5. Se ha convertido en la religión de los ociosos que se quieren sentir ocupados
La moda del brunch y la moda de retratarlo en redes sociales –¿hay un tópico mayor que un brunch en Instagram?– no dejan de ser síntoma del consumo indiscriminado de todo aquello que parezca moderno y de todo aquello que nos parezca que se asemeje a alto estatus económico. Al menos esa es la tesis que defiende el periodista y escritor canadiense Shawn Micallef en su reciente libro The Trouble with Brunch: Work, Class and the Pursuit of Leisure, donde evalúa “la devoción casi religiosa” de los actuales urbanitas con el brunch y donde analiza la ansiedad de estatus de la llamada “clase creativa”, la nueva clase acomodada, por autodefinirse a través de la práctica de, por ejemplo, el brunch. ¿Quien quiere un coche de lujo cuando puede aparentar estar viviendo la experiencia de su vida degustando los manjares más exquisitos de La Gran Manzana?
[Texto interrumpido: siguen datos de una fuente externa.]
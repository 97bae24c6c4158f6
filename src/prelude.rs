//! Single module with all `rawseq` exports.
//!
//! # Examples
//!
//! Import all into current scope:
//!
//! ```
//! use rawseq::prelude::*;
//! ```

pub use crate::raw::RawStorage;
pub use crate::seq::Seq;
pub use crate::{CloneOf, Fill, FillWith, FillWithDefault};
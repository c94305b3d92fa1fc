//! Completion events sent back from spawned API calls
//!
//! Every backend call is issued under a sequence token; the handler in
//! `App` discards completions whose token is no longer the latest issued,
//! so a slow response can never overwrite a newer one.

use crate::api::ApiError;
use crate::models::{PagingResponse, User};

#[derive(Debug)]
pub enum ApiEvent {
    SearchCompleted {
        seq: u64,
        query: String,
        outcome: Result<PagingResponse<User>, ApiError>,
    },
    UserLoaded {
        seq: u64,
        outcome: Result<User, ApiError>,
    },
    RolesLoaded {
        seq: u64,
        outcome: Result<Vec<String>, ApiError>,
    },
    CountriesLoaded {
        seq: u64,
        outcome: Result<Vec<String>, ApiError>,
    },
    SaveCompleted {
        seq: u64,
        outcome: Result<(), ApiError>,
    },
    DeleteCompleted {
        seq: u64,
        outcome: Result<(), ApiError>,
    },
    RestoreCompleted {
        seq: u64,
        outcome: Result<(), ApiError>,
    },
}
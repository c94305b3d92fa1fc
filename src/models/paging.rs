//! Paged list response wrapper

use serde::Deserialize;

/// Generic paging response with a results array and total count
#[derive(Debug, Deserialize)]
#[serde(bound(deserialize = "T: Deserialize<'de>"))]
pub struct PagingResponse<T> {
    #[serde(rename = "count")]
    pub count: Option<i64>,

    #[serde(rename = "results", default)]
    pub results: Vec<T>,

    #[serde(rename = "endOfRecords")]
    pub end_of_records: Option<bool>,
}
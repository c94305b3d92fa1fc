//! User and role selection models

use serde::{Deserialize, Serialize};
use std::collections::HashMap;

/// A user account as served by the registry.
///
/// Updates are whole-entity PUTs of a previously fetched record, so fields
/// this client does not model are kept in `extra` and written back unchanged.
#[derive(Debug, Clone, Serialize, Deserialize)]
#[serde(rename_all = "camelCase")]
pub struct User {
    pub key: String,

    #[serde(skip_serializing_if = "Option::is_none")]
    pub user_name: Option<String>,

    #[serde(skip_serializing_if = "Option::is_none")]
    pub first_name: Option<String>,

    #[serde(skip_serializing_if = "Option::is_none")]
    pub last_name: Option<String>,

    #[serde(skip_serializing_if = "Option::is_none")]
    pub email: Option<String>,

    #[serde(skip_serializing_if = "Option::is_none")]
    pub country: Option<String>,

    #[serde(default)]
    pub roles: Vec<String>,

    /// Soft-delete marker: a timestamp when the user is deleted, absent
    /// otherwise. Restoring serializes it as absent, not null.
    #[serde(skip_serializing_if = "Option::is_none")]
    pub deleted: Option<String>,

    #[serde(flatten)]
    pub extra: serde_json::Map<String, serde_json::Value>,
}

impl User {
    pub fn get_display_name(&self) -> String {
        match (&self.first_name, &self.last_name) {
            (Some(first), Some(last)) => format!("{} {}", first, last),
            (Some(first), None) => first.clone(),
            (None, Some(last)) => last.clone(),
            (None, None) => self.user_name.clone().unwrap_or_else(|| self.key.clone()),
        }
    }

    pub fn is_deleted(&self) -> bool {
        self.deleted.is_some()
    }

    pub fn get_status(&self) -> &str {
        if self.is_deleted() {
            "Deleted"
        } else {
            "Active"
        }
    }
}

/// Checkbox state for role assignment, derived from the role catalog and a
/// user's current roles.
///
/// The map's key set always equals the catalog it was derived from, so roles
/// outside the catalog never survive a save.
#[derive(Debug, Clone, Default)]
pub struct RoleSelection {
    catalog: Vec<String>,
    selected: HashMap<String, bool>,
}

impl RoleSelection {
    /// Build the selection map: each catalog role is marked selected iff the
    /// user currently holds it.
    pub fn derive(catalog: Vec<String>, user_roles: &[String]) -> Self {
        let selected = catalog
            .iter()
            .map(|role| (role.clone(), user_roles.iter().any(|r| r == role)))
            .collect();
        Self { catalog, selected }
    }

    /// Catalog roles in their original order
    pub fn roles(&self) -> &[String] {
        &self.catalog
    }

    pub fn len(&self) -> usize {
        self.catalog.len()
    }

    pub fn is_empty(&self) -> bool {
        self.catalog.is_empty()
    }

    pub fn is_selected(&self, role: &str) -> bool {
        self.selected.get(role).copied().unwrap_or(false)
    }

    /// Toggle the role at a catalog position
    pub fn toggle(&mut self, index: usize) {
        if let Some(role) = self.catalog.get(index) {
            if let Some(flag) = self.selected.get_mut(role) {
                *flag = !*flag;
            }
        }
    }

    /// Selected roles in catalog order; exactly what a save writes back
    pub fn selected_roles(&self) -> Vec<String> {
        self.catalog
            .iter()
            .filter(|role| self.is_selected(role))
            .cloned()
            .collect()
    }

    /// Rebuild `user.roles` from the current selection
    pub fn apply_to(&self, user: &mut User) {
        user.roles = self.selected_roles();
    }
}

#[cfg(test)]
mod tests {
    use super::*;

    fn roles(names: &[&str]) -> Vec<String> {
        names.iter().map(|s| s.to_string()).collect()
    }

    #[test]
    fn test_user_deserialization() {
        let json = r#"
        {
            "key": "u1",
            "userName": "alice",
            "firstName": "Alice",
            "lastName": "Andersen",
            "email": "alice@example.org",
            "country": "DK",
            "roles": ["ADMIN"],
            "settings": {"locale": "da"}
        }
        "#;

        let user: User = serde_json::from_str(json).unwrap();

        assert_eq!(user.key, "u1");
        assert_eq!(user.user_name.as_deref(), Some("alice"));
        assert_eq!(user.roles, roles(&["ADMIN"]));
        assert!(!user.is_deleted());
        assert_eq!(user.get_display_name(), "Alice Andersen");
        // unmodeled backend fields survive the round trip
        assert!(user.extra.contains_key("settings"));
        let out = serde_json::to_value(&user).unwrap();
        assert_eq!(out["settings"]["locale"], "da");
    }

    #[test]
    fn test_display_name_fallbacks() {
        let user: User = serde_json::from_str(r#"{"key": "u2", "userName": "bob"}"#).unwrap();
        assert_eq!(user.get_display_name(), "bob");

        let user: User = serde_json::from_str(r#"{"key": "u3"}"#).unwrap();
        assert_eq!(user.get_display_name(), "u3");
    }

    #[test]
    fn test_cleared_deleted_marker_is_absent() {
        let json = r#"{"key": "u1", "deleted": "2024-05-01T10:00:00Z"}"#;
        let mut user: User = serde_json::from_str(json).unwrap();
        assert_eq!(user.get_status(), "Deleted");

        user.deleted = None;
        let out = serde_json::to_value(&user).unwrap();
        assert!(out.get("deleted").is_none());
        assert_eq!(user.get_status(), "Active");
    }

    #[test]
    fn test_selection_map_covers_catalog() {
        let selection = RoleSelection::derive(roles(&["ADMIN", "VIEWER"]), &roles(&["ADMIN"]));

        assert_eq!(selection.roles(), roles(&["ADMIN", "VIEWER"]).as_slice());
        assert!(selection.is_selected("ADMIN"));
        assert!(!selection.is_selected("VIEWER"));
        // the key set is exactly the catalog, even for roles the user holds
        // but the catalog does not list
        let selection = RoleSelection::derive(roles(&["ADMIN", "VIEWER"]), &roles(&["GHOST"]));
        assert_eq!(selection.len(), 2);
        assert!(!selection.is_selected("GHOST"));
    }

    #[test]
    fn test_selection_round_trip_without_edits() {
        let catalog = roles(&["ADMIN", "EDITOR", "VIEWER"]);
        let held = roles(&["VIEWER", "ADMIN"]);
        let selection = RoleSelection::derive(catalog, &held);

        // same set as the original, in catalog order
        assert_eq!(selection.selected_roles(), roles(&["ADMIN", "VIEWER"]));
    }

    #[test]
    fn test_roles_outside_catalog_dropped_on_save() {
        let mut user: User =
            serde_json::from_str(r#"{"key": "u1", "roles": ["ADMIN", "GHOST"]}"#).unwrap();
        let selection = RoleSelection::derive(roles(&["ADMIN", "VIEWER"]), &user.roles);

        selection.apply_to(&mut user);
        assert_eq!(user.roles, roles(&["ADMIN"]));
    }

    #[test]
    fn test_toggle_and_apply() {
        let mut user: User =
            serde_json::from_str(r#"{"key": "u1", "roles": ["ADMIN"]}"#).unwrap();
        let mut selection = RoleSelection::derive(roles(&["ADMIN", "VIEWER"]), &user.roles);

        selection.toggle(1);
        selection.apply_to(&mut user);
        assert_eq!(user.roles, roles(&["ADMIN", "VIEWER"]));

        selection.toggle(0);
        selection.apply_to(&mut user);
        assert_eq!(user.roles, roles(&["VIEWER"]));
    }
}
De hecho, el principal argumento de Micallef para su análisis sociológico reside, en pocas líneas, precisamente en esa idea: en que el brunch ofrece al mismo tiempo la ilusión de disfrutar de productos más o menos exclusivos y la ilusión de tener tiempo libre y justo en un momento en que la frontera entre ocio y trabajo, apariencia y esencia, es cada vez más fina.
Sea como fuere, las tesis de Micallef echan gasolina al ánimo de la camadilla anti-brunch que va en aumento a ambos lados del Atlántico. Y también parecen dar la razón a quienes preconizan a favor del slow food y de las sobremesas dominicales de toda la vida. Cuál sera el ritual de fin de semana que sobreviva a las modas es aún un misterio, si el acompañado de vino tinto o de un Bloody Mary, pero lo único que parece claro es que ya poco tiene que ver con sus orígenes en el Reino Unido finisecular.